[An experimental study on the role of beta-endorphin in the pathogenesis of acute pancreatitis and the effects and mechanisms of naloxone].

120 SD rats were randomly divided into three groups: the sham operation group, the AP (acute pancreatitis) group, the naloxon treated group. AP was induced by intraductal injection of 5% sodium taurocholate solution. Naloxon was given intramuscularly at the dosage of 0.1 g/100 gw immediately after the injection and 90 minutes later. The survival rate and the mean survival time of the rats during 3 days after the induction of AP were determined.

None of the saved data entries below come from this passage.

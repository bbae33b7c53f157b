pub mod lines;

pub use lines::{LineRef, numbered_lines};
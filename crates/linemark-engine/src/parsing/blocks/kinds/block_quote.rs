use super::strip_leading_spaces;
use crate::parsing::blocks::types::{Category, Item};

/// A single-level blockquote line.
///
/// The `<blockquote>` wrapper belongs to the phrase, so the item fragment is
/// the bare quoted text. A second `>` is kept as content.
pub struct BlockQuote;

impl BlockQuote {
    pub const PREFIX: char = '>';

    /// Returns the quoted text with the prefix and following spaces removed.
    pub fn strip(line: &str) -> Option<&str> {
        line.strip_prefix(Self::PREFIX).map(strip_leading_spaces)
    }

    pub fn convert(line: &str) -> Item {
        Item::new(Category::Blockquote, Self::strip(line).unwrap_or(line))
    }
}
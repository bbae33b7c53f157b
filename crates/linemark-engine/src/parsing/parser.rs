use super::blocks::{Item, MarkdownLineClassifier, Phrase, PhraseBuilder};

/// Accumulates lines into a document and renders it to HTML.
///
/// Each [`Parser::parse`] call appends exactly one item. The document only
/// grows; [`Parser::to_html`] can be called at any point and reflects
/// everything ingested so far.
#[derive(Debug, Clone, Default)]
pub struct Parser {
    classifier: MarkdownLineClassifier,
    builder: PhraseBuilder,
}

impl Parser {
    pub fn new() -> Self {
        Self::default()
    }

    /// Classifies, converts and appends one line. Never fails: anything
    /// unrecognised becomes plain text.
    pub fn parse(&mut self, line: &str) {
        let item = self.classifier.item(line);
        self.append(item);
    }

    pub fn append(&mut self, item: Item) {
        self.builder.push(item);
    }

    pub fn phrases(&self) -> &[Phrase] {
        self.builder.phrases()
    }

    pub fn phrase_count(&self) -> usize {
        self.phrases().len()
    }

    pub fn to_html(&self) -> String {
        self.builder.render()
    }
}
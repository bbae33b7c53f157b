use crate::parsing::blocks::types::{Category, Item};

/// Horizontal rule made of `*` and `-` separated by any spaces.
pub struct ThematicBreak;

impl ThematicBreak {
    pub const MARKERS: [char; 2] = ['*', '-'];
    pub const HTML: &'static str = "<hr/>";

    /// True when every non-space character is a rule marker.
    ///
    /// An empty or all-space line has no offending character and so matches.
    pub fn matches(line: &str) -> bool {
        line.chars().all(|c| c == ' ' || Self::MARKERS.contains(&c))
    }

    /// The fragment never reflects the line's content.
    pub fn convert() -> Item {
        Item::new(Category::HorizontalRule, Self::HTML)
    }
}
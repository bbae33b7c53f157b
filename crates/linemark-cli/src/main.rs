use anyhow::{Context, Result, bail};
use linemark_config::Config;
use linemark_engine::{convert_str, io};
use std::{
    collections::HashMap,
    env,
    io::{Read, Write},
    path::{Path, PathBuf},
    process,
};

#[derive(Debug, PartialEq, Eq)]
enum Command {
    Help,
    Convert(Vec<PathBuf>),
}

fn parse_args(args: &[String]) -> Result<Command> {
    let mut paths = Vec::new();
    for arg in args {
        match arg.as_str() {
            "-h" | "--help" => return Ok(Command::Help),
            opt if opt.starts_with('-') => bail!("unknown option {opt}"),
            path => paths.push(PathBuf::from(path)),
        }
    }
    Ok(Command::Convert(paths))
}

fn print_usage(program_name: &str) {
    eprintln!("Usage: {program_name} [PATH...]");
    eprintln!();
    eprintln!("Converts Markdown files (or directories of .md files) to HTML.");
    eprintln!("With no PATH, the `include` globs from the config file are used;");
    eprintln!("if there are none, Markdown is read from stdin.");
    eprintln!("Config file: {}", Config::config_path().display());
}

/// A file to convert and the directory its output path is relative to.
#[derive(Debug, Clone, PartialEq, Eq)]
struct Input {
    path: PathBuf,
    root: PathBuf,
}

impl Input {
    /// An input named directly: its output lands flat in the output dir.
    fn file(path: PathBuf) -> Self {
        let root = path.parent().map(Path::to_path_buf).unwrap_or_default();
        Self { path, root }
    }
}

/// Expands directories; `None` means nothing was named and stdin should be read.
fn collect_inputs(paths: &[PathBuf], config: &Config) -> Result<Option<Vec<Input>>> {
    if paths.is_empty() {
        if config.include.is_empty() {
            return Ok(None);
        }
        let files = config.resolve_includes()?;
        return Ok(Some(files.into_iter().map(Input::file).collect()));
    }

    let mut inputs = Vec::new();
    for path in paths {
        if path.is_dir() {
            inputs.extend(io::scan_markdown_files(path)?.into_iter().map(|file| Input {
                path: file,
                root: path.clone(),
            }));
        } else {
            inputs.push(Input::file(path.clone()));
        }
    }
    Ok(Some(inputs))
}

/// Output paths for every input, failing if two inputs would share one.
fn output_paths(inputs: &[Input], output_dir: &Path, extension: &str) -> Result<Vec<PathBuf>> {
    let mut claimed: HashMap<PathBuf, &Path> = HashMap::new();
    let mut outs = Vec::with_capacity(inputs.len());

    for input in inputs {
        let out = io::output_path_for(&input.path, &input.root, output_dir, extension);
        if let Some(previous) = claimed.insert(out.clone(), input.path.as_path()) {
            bail!(
                "{} and {} would both be written to {}",
                previous.display(),
                input.path.display(),
                out.display()
            );
        }
        outs.push(out);
    }
    Ok(outs)
}

fn run(
    paths: &[PathBuf],
    config: &Config,
    stdin: &mut impl Read,
    stdout: &mut impl Write,
) -> Result<()> {
    let options = config.convert_options();

    let Some(inputs) = collect_inputs(paths, config)? else {
        log::debug!("No inputs given, reading stdin");
        let mut text = String::new();
        stdin
            .read_to_string(&mut text)
            .context("Failed to read stdin")?;
        writeln!(stdout, "{}", convert_str(&text, &options))?;
        return Ok(());
    };

    if inputs.is_empty() {
        log::warn!("No markdown files found");
    }

    // Checked up front so a collision never leaves a partial output tree.
    let outs = match &config.output_dir {
        Some(dir) => Some(output_paths(&inputs, dir, &config.extension)?),
        None => None,
    };

    for (i, input) in inputs.iter().enumerate() {
        let text = io::read_file(&input.path)
            .with_context(|| format!("Failed to read {}", input.path.display()))?;
        let html = convert_str(&text, &options);

        match &outs {
            Some(outs) => {
                let out = &outs[i];
                io::write_file(out, &html)
                    .with_context(|| format!("Failed to write {}", out.display()))?;
                log::info!("Wrote {} -> {}", input.path.display(), out.display());
            }
            None => writeln!(stdout, "{html}")?,
        }
    }

    Ok(())
}

fn main() {
    env_logger::Builder::from_env(env_logger::Env::default().default_filter_or("info")).init();

    let program_name = env::args()
        .next()
        .unwrap_or_else(|| "linemark".to_string());
    let args: Vec<String> = env::args().skip(1).collect();

    let paths = match parse_args(&args) {
        Ok(Command::Convert(paths)) => paths,
        Ok(Command::Help) => {
            print_usage(&program_name);
            return;
        }
        Err(e) => {
            eprintln!("Error: {e}");
            print_usage(&program_name);
            process::exit(2);
        }
    };

    let config = match Config::load() {
        Ok(Some(config)) => {
            log::debug!("Loaded config from {}", Config::config_path().display());
            config
        }
        Ok(None) => {
            log::debug!("No config file found, using defaults");
            Config::default()
        }
        Err(e) => {
            log::error!("Config::load() failed with error: {e}");
            eprintln!("Error: Failed to load config file: {e}");
            process::exit(1);
        }
    };

    let stdin = std::io::stdin();
    let stdout = std::io::stdout();
    if let Err(e) = run(&paths, &config, &mut stdin.lock(), &mut stdout.lock()) {
        eprintln!("Error: {e:#}");
        process::exit(1);
    }
}
use super::strip_leading_spaces;
use crate::parsing::blocks::types::{Category, Item};

#[derive(Debug, Clone, Copy, PartialEq, Eq)]
pub enum ListKind {
    Bullet,
    Numbered,
}

impl ListKind {
    pub fn category(self) -> Category {
        match self {
            ListKind::Bullet => Category::ListBullet,
            ListKind::Numbered => Category::ListNumbered,
        }
    }

    /// Byte length of the marker stripped before the item text.
    fn marker_len(self) -> usize {
        match self {
            ListKind::Bullet => 1,
            ListKind::Numbered => 2,
        }
    }
}

/// A single list item line. Nesting is not tracked.
pub struct ListItem;

impl ListItem {
    pub const BULLETS: &'static str = "*+-";
    pub const NUMBER_DELIMITER: char = '.';

    pub fn kind(line: &str) -> Option<ListKind> {
        let mut chars = line.chars();
        match chars.next() {
            Some(c) if Self::BULLETS.contains(c) => Some(ListKind::Bullet),
            Some(c) if c.is_ascii_digit() && chars.next() == Some(Self::NUMBER_DELIMITER) => {
                Some(ListKind::Numbered)
            }
            _ => None,
        }
    }

    /// The source ordinal of a numbered item is dropped; numbering comes from
    /// the enclosing `<ol>`.
    pub fn convert(line: &str, kind: ListKind) -> Item {
        let text = strip_leading_spaces(line.get(kind.marker_len()..).unwrap_or_default());
        Item::new(kind.category(), format!("<li>{text}</li>"))
    }
}
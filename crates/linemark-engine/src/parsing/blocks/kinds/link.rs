use crate::parsing::blocks::types::{Category, Item};

/// The pieces of an inline `[text](href)` link found on a line.
#[derive(Debug, Clone, Copy, PartialEq, Eq)]
pub struct LinkParts<'a> {
    pub text: &'a str,
    pub href: &'a str,
    /// Everything after the closing `)`, copied verbatim.
    pub rest: &'a str,
}

/// A line rendered as a paragraph wrapping one inline link.
///
/// Text before the opening `[` is not part of the fragment.
pub struct Link;

impl Link {
    pub const TEXT_OPEN: char = '[';
    pub const TEXT_CLOSE: char = ']';
    pub const HREF_OPEN: char = '(';
    pub const HREF_CLOSE: char = ')';

    /// Finds the first `[`, then the first `]`, `(` and `)` each after the
    /// previous one. Returns `None` if any of them is missing.
    pub fn find(line: &str) -> Option<LinkParts<'_>> {
        let text_open = line.find(Self::TEXT_OPEN)?;
        let text_start = text_open + Self::TEXT_OPEN.len_utf8();
        let text_close = text_start + line[text_start..].find(Self::TEXT_CLOSE)?;
        let after_text = text_close + Self::TEXT_CLOSE.len_utf8();
        let href_open = after_text + line[after_text..].find(Self::HREF_OPEN)?;
        let href_start = href_open + Self::HREF_OPEN.len_utf8();
        let href_close = href_start + line[href_start..].find(Self::HREF_CLOSE)?;

        Some(LinkParts {
            text: &line[text_start..text_close],
            href: &line[href_start..href_close],
            rest: &line[href_close + Self::HREF_CLOSE.len_utf8()..],
        })
    }

    pub fn convert(parts: LinkParts<'_>) -> Item {
        Item::new(
            Category::Link,
            format!(
                "<p><a href=\"{}\">{}</a>{}</p>",
                parts.href, parts.text, parts.rest
            ),
        )
    }
}
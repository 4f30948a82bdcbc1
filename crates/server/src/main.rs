//! Shopfront server - storefront management backend.
//!
//! Serves the owner-scoped store and product API. Authentication is
//! handled by a fronting proxy that forwards the verified identity in
//! the `x-shopfront-user` header; this binary must only be reachable
//! through that proxy.

#![cfg_attr(not(test), forbid(unsafe_code))]

use axum::extract::State;
use axum::http::StatusCode;
use axum::{Router, routing::get};
use sentry::integrations::tracing as sentry_tracing;
use tower_http::trace::{DefaultOnResponse, OnResponse, TraceLayer};
use tracing::Span;
use tracing_subscriber::{layer::SubscriberExt, util::SubscriberInitExt};

use shopfront_server::config::ServerConfig;
use shopfront_server::state::AppState;
use shopfront_server::{db, middleware, routes};

/// Initialize Sentry error tracking and return guard that must be kept alive.
fn init_sentry(config: &ServerConfig) -> Option<sentry::ClientInitGuard> {
    let dsn = config.sentry_dsn.as_ref()?;

    let guard = sentry::init((
        dsn.as_str(),
        sentry::ClientOptions {
            release: sentry::release_name!(),
            environment: config
                .sentry_environment
                .clone()
                .map(std::borrow::Cow::Owned),
            sample_rate: config.sentry_sample_rate,
            traces_sample_rate: config.sentry_traces_sample_rate,
            attach_stacktrace: true,
            ..Default::default()
        },
    ));

    tracing::info!("Sentry initialized");
    Some(guard)
}

/// Filter tracing events to Sentry event types.
fn sentry_event_filter(metadata: &tracing::Metadata<'_>) -> sentry_tracing::EventFilter {
    match *metadata.level() {
        tracing::Level::ERROR | tracing::Level::WARN => sentry_tracing::EventFilter::Event,
        tracing::Level::INFO | tracing::Level::DEBUG => sentry_tracing::EventFilter::Breadcrumb,
        _ => sentry_tracing::EventFilter::Ignore,
    }
}

#[tokio::main]
async fn main() {
    // Load configuration from environment (needed for Sentry init)
    let config = ServerConfig::from_env().expect("Failed to load configuration");

    // Initialize Sentry (must be done before tracing subscriber)
    let _sentry_guard = init_sentry(&config);

    // Initialize tracing with EnvFilter and Sentry integration
    // Defaults to info level for our crate if RUST_LOG is not set
    let env_filter = tracing_subscriber::EnvFilter::try_from_default_env()
        .unwrap_or_else(|_| "shopfront_server=info,tower_http=debug".into());

    // Use JSON format on Fly.io for structured log parsing, text format locally
    let is_fly = std::env::var("FLY_APP_NAME").is_ok();
    let json_layer = is_fly.then(|| tracing_subscriber::fmt::layer().json().flatten_event(true));
    let text_layer = (!is_fly).then(tracing_subscriber::fmt::layer);

    tracing_subscriber::registry()
        .with(env_filter)
        .with(json_layer)
        .with(text_layer)
        .with(sentry_tracing::layer().event_filter(sentry_event_filter))
        .init();

    // Initialize database connection pool
    let pool = db::create_pool(&config.database_url)
        .await
        .expect("Failed to create database pool");
    tracing::info!("Database pool created");

    // NOTE: Migrations are NOT run automatically on startup.
    // Run them explicitly via: cargo run -p shopfront-cli -- migrate

    // Build application state
    let state = AppState::new(pool);

    // Build router
    let app = Router::new()
        .route("/health", get(health))
        .route("/health/ready", get(readiness))
        .merge(routes::routes())
        .layer(axum::middleware::from_fn(middleware::attach_identity))
        .layer(
            TraceLayer::new_for_http()
                .make_span_with(|request: &axum::http::Request<_>| {
                    tracing::info_span!(
                        "http_request",
                        method = %request.method(),
                        uri = %request.uri(),
                        status = tracing::field::Empty,
                        latency_ms = tracing::field::Empty,
                    )
                })
                .on_response(
                    |response: &axum::http::Response<_>,
                     latency: std::time::Duration,
                     span: &Span| {
                        span.record("status", response.status().as_u16());
                        span.record("latency_ms", latency.as_millis() as u64);
                        DefaultOnResponse::default().on_response(response, latency, span);
                    },
                ),
        )
        .with_state(state)
        // Sentry layers (outermost for full request coverage)
        .layer(sentry_tower::NewSentryLayer::new_from_top())
        .layer(sentry_tower::SentryHttpLayer::new().enable_transaction());

    // Start server
    let addr = config.socket_addr();

    // NOTE: Binding to 127.0.0.1 by default - the auth proxy handles external access
    tracing::info!("shopfront listening on http://{}", addr);

    let listener = tokio::net::TcpListener::bind(addr)
        .await
        .expect("Failed to bind to address");

    axum::serve(listener, app)
        .with_graceful_shutdown(shutdown_signal())
        .await
        .expect("Server error");
}

/// Liveness health check endpoint.
///
/// Returns "ok" if the server is running. Does not check dependencies.
async fn health() -> &'static str {
    "ok"
}

/// Readiness health check endpoint.
///
/// Verifies database connectivity before returning OK.
/// Returns 503 Service Unavailable if the database is not reachable.
async fn readiness(State(state): State<AppState>) -> StatusCode {
    match sqlx::query("SELECT 1").fetch_one(state.pool()).await {
        Ok(_) => StatusCode::OK,
        Err(_) => StatusCode::SERVICE_UNAVAILABLE,
    }
}

/// Wait for shutdown signal (Ctrl+C or SIGTERM).
async fn shutdown_signal() {
    let ctrl_c = async {
        tokio::signal::ctrl_c()
            .await
            .expect("Failed to install Ctrl+C handler");
    };

    #[cfg(unix)]
    let terminate = async {
        tokio::signal::unix::signal(tokio::signal::unix::SignalKind::terminate())
            .expect("Failed to install signal handler")
            .recv()
            .await;
    };

    #[cfg(not(unix))]
    let terminate = std::future::pending::<()>();

    tokio::select! {
        () = ctrl_c => {},
        () = terminate => {},
    }

    tracing::info!("Shutdown signal received, starting graceful shutdown");
}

The pancreata were sampled for semiquantitative histopathologic evaluation. By using the fractional indicator distribution technique with 86 RB, QP/CO and pancreatic tissue perfusion performed 1 and 6 hours after the induction of AP, the amount of beta-endorphin in the hypothalamus and pituitary was measured 1 and 4 hours after the induction of AP. It was found in the naloxon treated group, the pancreatic blood flow and tissue perfusion was greatly increased, the mortality rate was decreased, and the rats survival time was significantly prolonged. The results suggest that: (1) The hemodynamic changes play an important role in the pathogenesis of AP. (2) Beta-Endorphin may play a role in the pathophysiological process of AP. (3) naloxon has good therapeutic effects on AP.